Task directions
Please give back only the lines below from the one containing "excursions += 1;" to the one containing "(true, false) =>", each repeated word for word, both ends included.

Saved data entries
Content starts

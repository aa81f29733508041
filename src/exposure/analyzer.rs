//! Exposure above a cutoff temperature.
//!
//! The series is treated as piecewise linear between samples. Time above the
//! cutoff is integrated exactly, including the partial segment on either side
//! of a threshold crossing, and the mean temperature is the trapezoidal
//! time-weighted average.
//!
//! The input may arrive in any order; points are sorted internally so the
//! same point set always yields the same report.

use crate::domain::{ExposureReport, MS_PER_HOUR, SeriesPoint};
use crate::normalize::valid_sorted;

pub fn compute_exposure(points: &[SeriesPoint], cutoff_c: f64) -> ExposureReport {
    let pts = valid_sorted(points);
    if pts.len() < 2 {
        return ExposureReport::empty();
    }

    let (min_temp, max_temp) = pts
        .iter()
        .fold((f64::INFINITY, f64::NEG_INFINITY), |(lo, hi), &(_, t)| (lo.min(t), hi.max(t)));

    let mut total_dt = 0.0;
    let mut area = 0.0;
    let mut above_ms = 0.0;
    let mut excursions = 0usize;
    let mut longest_ms: f64 = 0.0;
    let mut current_ms = 0.0;

    for w in pts.windows(2) {
        let (ta, a) = w[0];
        let (tb, b) = w[1];
        let dt_i = tb - ta;
        if dt_i <= 0 {
            continue;
        }
        let dt = dt_i as f64;

        area += (a + b) / 2.0 * dt;
        total_dt += dt;

        match (a >= cutoff_c, b >= cutoff_c) {
            (true, true) => {
                above_ms += dt;
                current_ms += dt;
            }
            (false, false) => {
                longest_ms = longest_ms.max(current_ms);
                current_ms = 0.0;
            }
            (false, true) => {
                excursions += 1;
                let t_cross = crossing_time(ta, a, b, dt, cutoff_c);
                let dt_above = tb as f64 - t_cross;
                above_ms += dt_above;
                current_ms = dt_above;
            }
            (true, false) => {
                let t_cross = crossing_time(ta, a, b, dt, cutoff_c);
                let dt_above = t_cross - ta as f64;
                above_ms += dt_above;
                current_ms += dt_above;
                longest_ms = longest_ms.max(current_ms);
                current_ms = 0.0;
            }
        }
    }
    longest_ms = longest_ms.max(current_ms);

    let total_hours = total_dt / MS_PER_HOUR;
    let hours_above = above_ms / MS_PER_HOUR;

    ExposureReport {
        total_hours,
        hours_above,
        pct_above: if total_hours > 0.0 {
            hours_above / total_hours * 100.0
        } else {
            0.0
        },
        excursions,
        longest_streak_hrs: longest_ms / MS_PER_HOUR,
        min_temp,
        max_temp,
        avg_temp: if total_dt > 0.0 { area / total_dt } else { f64::NAN },
    }
}

/// Linear interpolation of the instant the segment meets the cutoff.
fn crossing_time(ta: i64, a: f64, b: f64, dt: f64, cutoff_c: f64) -> f64 {
    let r = (cutoff_c - a) / (b - a);
    ta as f64 + r * dt
}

Content ends

Task solution
                excursions += 1;
                let t_cross = crossing_time(ta, a, b, dt, cutoff_c);
                let dt_above = tb as f64 - t_cross;
                above_ms += dt_above;
                current_ms = dt_above;
            }
            (true, false) => {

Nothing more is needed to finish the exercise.